Using AI In Science Can Add To Reproducibility Woes

Using AI in science promises to add to problems in reproducing important results, the UK’s highly prestigious Royal Society has warned.

In its report “Science in the age of AI,” the 350-year-old institution argues that introducing AI in scientific research created barriers to reproducibility – the idea that a particular result can be replicated by a different research team in another part of the world – through lack of documentation, limited access to essential computing infrastructures and resources, and a struggle to understand how AI tools reach their conclusions.

The tech industry has enthusiastically promoted the idea that AI can help in science. In December last year, researchers claimed to have made the world’s first scientific discovery using large language models – a breakthrough suggesting LLMs like ChatGPT could push science forward faster than humans alone.

However, professor Alison Noble, chair of the Royal Society Science in the Age of AI Working Group, is worried the rapid uptake of AI in science has presented challenges related to its safe and rigorous use.

“A growing body of irreproducible studies are raising concerns regarding the robustness of AI-based discoveries,” she declared.

AI limits the ability to reproduce results owing to the proprietary nature of many AI tools.

“Barriers such as insufficient documentation, limited access to essential infrastructures (eg code, data, and computing power) and a lack of understanding of how AI tools reach their conclusions (explainability) make it difficult for independent researchers to scrutinise, verify and replicate experiments,” the paper explains.

The paper warns that reliance on AI in research could lead to “inflated expectations, exaggerated claims of accuracy, or research outputs based on spurious correlations.”

“In the case of AI-based research, being able to reproduce a study not only involves replicating the method, but also being able to reproduce the code, data, and environmental conditions under which the experiment was conducted (eg computing, hardware, software).”

The Royal Society was founded in 1660 and scientists including Isaac Newton, chemist Humphry Davy, and Ernest Rutherford, discoverer of the atomic nucleus, are among its past presidents.

In its AI paper, the Society warns reproducibility failures not only risk the validity of the individual study, but could skew subsequent research.

The study, led by the Center for Statistics and Machine Learning at Princeton University, shows how “data leakage” in a single research project – a leading cause of errors in ML applications – may affect 294 papers across 17 scientific fields, including high-stakes fields like medicine.

Models developed in a commercial setting can add to the problem. “For instance, most leading LLMs are developed by large technology companies like Google, Microsoft, Meta, and OpenAI. These models are proprietary systems, and as such, reveal limited information about their model architecture, training data, and the decision-making processes that would enhance understanding.”

To address these challenges, scientists should adopt open science principles – for example, the UNESCO Recommendation on Open Science.

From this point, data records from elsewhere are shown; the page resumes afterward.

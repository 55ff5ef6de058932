//! Vendor name normalization

use unicode_normalization::UnicodeNormalization;

/// Maximum vendor length in characters
pub const VENDOR_MAX_LEN: usize = 30;

/// First `max` characters of `s` (char-aware, never splits a code point)
pub fn truncate_chars(s: &str, max: usize) -> String {
    s.chars().take(max).collect()
}

/// Vendor used when no tier produced a cleaned one: the raw description, truncated
pub fn default_vendor(description: &str) -> String {
    truncate_chars(description, VENDOR_MAX_LEN)
}

/// Normalize a vendor name returned by the remote classifier
///
/// Transliterates to ASCII via NFKD, uppercases, drops punctuation,
/// collapses whitespace and truncates to 30 characters. The result only
/// contains `A-Z`, `0-9` and single spaces.
pub fn clean_vendor(raw: &str) -> String {
    let ascii: String = raw
        .nfkd()
        .filter(|c| c.is_ascii_alphanumeric() || c.is_ascii_whitespace())
        .map(|c| c.to_ascii_uppercase())
        .collect();

    let collapsed = ascii.split_whitespace().collect::<Vec<_>>().join(" ");
    truncate_chars(&collapsed, VENDOR_MAX_LEN)
        .trim_end()
        .to_string()
}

The study also suggests that grand challenges – such as the ML Reproducibility Challenge, which invites participants to reproduce papers published in 11 top ML conferences – could help.

In August last year, researchers warned poor data quality was also a problem in AI-based research, while difficulties reproducing results assisted by AI arose from the random or stochastic approach to training deep learning models.

The Stanford computer science team argued that standardized benchmarks and experimental design can alleviate such issues.

“Another direction towards improving reproducibility is through open source initiatives that release open models, datasets and education programmes,” the Royal Society’s research paper adds. ®

SEO Powered Content & PR Distribution. Get Amplified Today.
PlatoData.Network Vertical Generative Ai. Empower Yourself. Access Here.
PlatoAiStream. Web3 Intelligence. Knowledge Amplified. Access Here.
PlatoESG. Carbon, CleanTech, Energy, Environment, Solar, Waste Management. Access Here.
PlatoHealth. Biotech and Clinical Trials Intelligence. Access Here.
Source: https://go.theregister.com/feed/www.theregister.com/2024/05/29/using_ai_in_science_can/

Generative Data Intelligence

Using AI in science can add to reproducibility woes

New Products 6/19/24 Feat. Adafruit HX711 24-bit ADC for Load Cells / Strain Gauges!

The Framework Laptop 13 is about to become one of the world’s first RISC-V laptops

Latest Intelligence

An Arduino Nano Clone In A DIP-Sized Footprint

All Scadutree Fragment Locations In Elden Ring Shadow of the Erdtree » TalkEsport

All Fortnite Reload Map POIs » TalkEsport

The PC Gamer team has collectively spent hundreds of hours playing Elden Ring: Shadow of the Erdtree, and we still have no idea what...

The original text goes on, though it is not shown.